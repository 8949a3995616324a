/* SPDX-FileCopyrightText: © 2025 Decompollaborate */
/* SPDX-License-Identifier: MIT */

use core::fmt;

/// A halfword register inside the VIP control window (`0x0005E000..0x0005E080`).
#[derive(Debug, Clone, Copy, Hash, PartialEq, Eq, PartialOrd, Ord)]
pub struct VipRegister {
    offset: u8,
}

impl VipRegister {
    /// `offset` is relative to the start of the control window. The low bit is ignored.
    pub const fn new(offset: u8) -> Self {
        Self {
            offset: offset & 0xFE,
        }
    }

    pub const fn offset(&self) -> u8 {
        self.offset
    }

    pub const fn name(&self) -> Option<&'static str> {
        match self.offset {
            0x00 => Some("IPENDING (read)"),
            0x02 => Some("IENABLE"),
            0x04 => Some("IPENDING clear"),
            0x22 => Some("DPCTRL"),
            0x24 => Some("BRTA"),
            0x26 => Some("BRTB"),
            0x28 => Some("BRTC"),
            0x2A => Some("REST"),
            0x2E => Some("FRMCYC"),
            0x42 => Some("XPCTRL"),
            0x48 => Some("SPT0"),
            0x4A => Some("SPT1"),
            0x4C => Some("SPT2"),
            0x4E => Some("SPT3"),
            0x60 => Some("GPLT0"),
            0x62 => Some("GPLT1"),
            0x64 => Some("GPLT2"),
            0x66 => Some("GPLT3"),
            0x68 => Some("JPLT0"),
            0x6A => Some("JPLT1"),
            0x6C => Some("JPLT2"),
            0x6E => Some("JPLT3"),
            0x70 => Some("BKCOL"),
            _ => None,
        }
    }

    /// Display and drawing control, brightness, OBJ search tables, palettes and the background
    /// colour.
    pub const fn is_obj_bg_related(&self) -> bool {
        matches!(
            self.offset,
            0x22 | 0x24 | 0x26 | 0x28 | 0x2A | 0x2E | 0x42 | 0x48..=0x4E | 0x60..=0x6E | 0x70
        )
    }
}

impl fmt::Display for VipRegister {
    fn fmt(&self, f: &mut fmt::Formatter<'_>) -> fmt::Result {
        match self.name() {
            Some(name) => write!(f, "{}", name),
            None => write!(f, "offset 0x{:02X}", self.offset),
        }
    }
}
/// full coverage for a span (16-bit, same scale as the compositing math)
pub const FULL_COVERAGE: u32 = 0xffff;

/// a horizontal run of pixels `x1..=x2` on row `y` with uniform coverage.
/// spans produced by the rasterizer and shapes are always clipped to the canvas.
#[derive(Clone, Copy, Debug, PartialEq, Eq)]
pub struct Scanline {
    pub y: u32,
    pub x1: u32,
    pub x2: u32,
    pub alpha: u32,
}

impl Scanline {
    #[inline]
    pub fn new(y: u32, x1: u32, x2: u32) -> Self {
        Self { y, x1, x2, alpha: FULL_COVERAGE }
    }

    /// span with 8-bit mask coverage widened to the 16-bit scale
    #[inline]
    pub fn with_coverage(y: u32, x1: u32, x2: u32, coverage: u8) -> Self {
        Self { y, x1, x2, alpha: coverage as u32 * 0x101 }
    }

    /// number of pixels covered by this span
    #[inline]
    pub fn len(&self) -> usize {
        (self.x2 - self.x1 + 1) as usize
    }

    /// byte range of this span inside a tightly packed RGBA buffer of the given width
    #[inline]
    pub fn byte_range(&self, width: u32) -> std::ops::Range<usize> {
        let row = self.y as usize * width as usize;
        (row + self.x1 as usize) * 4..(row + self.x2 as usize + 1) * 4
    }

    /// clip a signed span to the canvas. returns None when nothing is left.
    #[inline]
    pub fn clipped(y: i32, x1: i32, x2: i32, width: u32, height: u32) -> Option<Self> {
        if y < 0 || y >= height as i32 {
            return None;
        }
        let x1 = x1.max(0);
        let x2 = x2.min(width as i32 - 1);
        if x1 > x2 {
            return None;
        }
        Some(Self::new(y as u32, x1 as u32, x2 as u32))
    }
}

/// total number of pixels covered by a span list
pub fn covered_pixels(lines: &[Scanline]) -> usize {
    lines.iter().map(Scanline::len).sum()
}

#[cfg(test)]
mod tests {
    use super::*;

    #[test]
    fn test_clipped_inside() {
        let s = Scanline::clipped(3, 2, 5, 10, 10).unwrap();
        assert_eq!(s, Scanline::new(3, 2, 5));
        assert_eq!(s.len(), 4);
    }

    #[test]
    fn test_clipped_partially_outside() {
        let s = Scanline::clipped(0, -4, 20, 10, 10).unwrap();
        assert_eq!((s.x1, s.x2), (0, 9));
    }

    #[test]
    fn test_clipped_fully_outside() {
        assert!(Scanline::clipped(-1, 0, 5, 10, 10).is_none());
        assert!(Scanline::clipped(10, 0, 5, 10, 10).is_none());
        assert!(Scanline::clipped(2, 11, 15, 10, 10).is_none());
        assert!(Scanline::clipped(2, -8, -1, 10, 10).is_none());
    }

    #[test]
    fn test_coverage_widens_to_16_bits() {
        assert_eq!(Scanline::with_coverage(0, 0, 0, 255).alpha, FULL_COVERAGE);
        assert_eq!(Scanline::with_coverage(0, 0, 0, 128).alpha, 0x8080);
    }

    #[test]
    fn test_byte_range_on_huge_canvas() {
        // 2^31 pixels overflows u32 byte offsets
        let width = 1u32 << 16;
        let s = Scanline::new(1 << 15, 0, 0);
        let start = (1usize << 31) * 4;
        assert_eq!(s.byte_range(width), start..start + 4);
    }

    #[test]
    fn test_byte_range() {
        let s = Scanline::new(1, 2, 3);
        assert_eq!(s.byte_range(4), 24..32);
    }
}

──────

In the listing, find every line containing the word "Clone" and list it.

#[derive(Debug, Clone, Copy, Hash, PartialEq, Eq, PartialOrd, Ord)]
#[derive(Clone, Copy, Debug, PartialEq, Eq)]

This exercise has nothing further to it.